Similarly, when a member dealing with an immigration appeal has to ask deeply personal questions in order to decide whether a marriage is real or was simply entered into to get into Canada, we want that member to get at the truth. We don't want to keep spouses apart; we want to reunite families, but we only want to do so when the marriage is genuine.
If we care about getting at the truth, then those members do have to ask tough questions. I would simply ask that the committee bear that fundamental fact in mind when considering the issue of complaints. It's all about how members do that job, how they ask those tough questions.
The members adhere to a strict code of conduct grounded in the principles of good faith, fairness, accountability, dignity, respect, transparency, openness, discretion, cultural sensitivity, and loyalty. The vast majority of members uphold that code, day in and day out, as they deal with the pressure of an unceasing and ever-growing flow of cases.

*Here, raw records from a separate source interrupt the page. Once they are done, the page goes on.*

use forge::codec::{Codec, Reader};
use forge::error::Error;
use forge::inject::{FieldMut, InjectableBytes, InjectableInteger};
use serde::{Deserialize, Serialize};

use crate::tls::context::{fill_random, TlsContext};
use crate::tls::enums::{HandshakeType, ProtocolVersion};
use crate::tls::handshake::{read_vector, write_vector, HandshakeBody, HandshakeHeader};

pub const COOKIE_LENGTH: usize = 20;

/// DTLS cookie exchange of RFC 6347, section 4.2.1. Neither this message nor the ClientHello
/// before it are part of the transcript.
#[derive(Debug, Clone, Default, PartialEq, Serialize, Deserialize)]
pub struct HelloVerifyRequestMessage {
    pub header: HandshakeHeader,
    pub protocol_version: InjectableBytes,
    pub cookie_length: InjectableInteger,
    pub cookie: InjectableBytes,
}

impl HandshakeBody for HelloVerifyRequestMessage {
    const TYPE: HandshakeType = HandshakeType::HelloVerifyRequest;

    fn header(&self) -> &HandshakeHeader {
        &self.header
    }

    fn header_mut(&mut self) -> &mut HandshakeHeader {
        &mut self.header
    }

    fn prepare_body(&mut self, ctx: &mut TlsContext) -> Result<Vec<u8>, Error> {
        if ctx.dtls_cookie.is_empty() {
            let mut cookie = vec![0u8; COOKIE_LENGTH];
            fill_random(&mut cookie)?;
            ctx.dtls_cookie = cookie;
        }

        let mut bytes = Vec::new();
        self.protocol_version
            .set_original(ctx.protocol_version.get_encoding());
        bytes.extend(self.protocol_version.value());
        write_vector(
            &mut bytes,
            1,
            &mut self.cookie_length,
            &mut self.cookie,
            ctx.dtls_cookie.clone(),
        );

        ctx.digest.reset();
        Ok(bytes)
    }

    fn parse_body(&mut self, r: &mut Reader) -> Result<(), Error> {
        let version = ProtocolVersion::read(r)?;
        self.protocol_version.set_original(version.get_encoding());
        read_vector(r, 1, &mut self.cookie_length, &mut self.cookie)
    }

    fn adjust_context(&mut self, ctx: &mut TlsContext) -> Result<(), Error> {
        ctx.dtls_cookie = self.cookie.original().cloned().unwrap_or_default();
        ctx.digest.reset();
        log::debug!("Received a cookie of {} bytes", ctx.dtls_cookie.len());
        Ok(())
    }

    fn field_mut(&mut self, name: &str) -> Option<FieldMut<'_>> {
        match name {
            "protocol_version" => Some(FieldMut::Bytes(&mut self.protocol_version)),
            "cookie_length" => Some(FieldMut::Integer(&mut self.cookie_length)),
            "cookie" => Some(FieldMut::Bytes(&mut self.cookie)),
            _ => None,
        }
    }

    fn updates_digest(&self) -> bool {
        false
    }
}

#[cfg(test)]
mod tests {
    use super::*;
    use crate::tls::enums::ConnectionEnd;
    use crate::tls::handshake::HandshakeMessage;

    #[test_log::test]
    fn cookie_exchange_restarts_the_transcript() {
        let mut client = TlsContext::with_version(ConnectionEnd::Client, ProtocolVersion::DTLSv1_2);
        let mut server = TlsContext::with_version(ConnectionEnd::Server, ProtocolVersion::DTLSv1_2);

        let mut hello = HandshakeMessage::new(HandshakeType::ClientHello).unwrap();
        let first = hello.prepare(&mut client).unwrap();
        HandshakeMessage::new(HandshakeType::ClientHello)
            .unwrap()
            .parse(&mut server, &first, 0)
            .unwrap();
        assert!(server.dtls_cookie.is_empty());

        let mut verify = HandshakeMessage::new(HandshakeType::HelloVerifyRequest).unwrap();
        let bytes = verify.prepare(&mut server).unwrap();
        assert_eq!(bytes.len(), 4 + 2 + 1 + COOKIE_LENGTH);
        assert!(server.digest.raw().is_empty());

        let (parsed, _) = HandshakeMessage::read_next(&mut client, &bytes, 0).unwrap();
        assert!(matches!(parsed, HandshakeMessage::HelloVerifyRequest(_)));
        assert_eq!(client.dtls_cookie, server.dtls_cookie);
        assert!(client.digest.raw().is_empty());

        let second = HandshakeMessage::new(HandshakeType::ClientHello)
            .unwrap()
            .prepare(&mut client)
            .unwrap();
        assert_eq!(&second[39..40], &[COOKIE_LENGTH as u8]);
        assert_eq!(client.digest.raw(), &second[..]);
    }
}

Thus, my second point is that I'd like to situate the issue of complaints in the broader context of the work of the board. Since 2009 there have been approximately 490 members who have worked or are working at the board as decision-makers, and since 2009 they have made a total of 425,144 decisions. In that time period there have been 170 complaints—so 170 complaints over 425,000 decisions. Twenty-one of those complaints were founded, and those founded complaints pertained to 14 members among 490 members who have passed through the doors of the board.
Let me be clear, we take every one of those complaints seriously.
In the past, in certain cases, we have not examined these issues as effectively or as rigorously as we should have. Following consultations with our stakeholders, we have noted that a more comprehensive complaint mechanism was needed.
The new procedure transforms a process that was muddled and complicated so as to make it clearer, more effective and more sensitive to the complainants.
The key element of this new procedure is the director of the Office of Integrity, who will report directly to the chair and is responsible for examining all of the complaints filed against members of the board.
This new complaint mechanism and the continued hard work of our members will make the board stronger and better able to serve those who appear before it.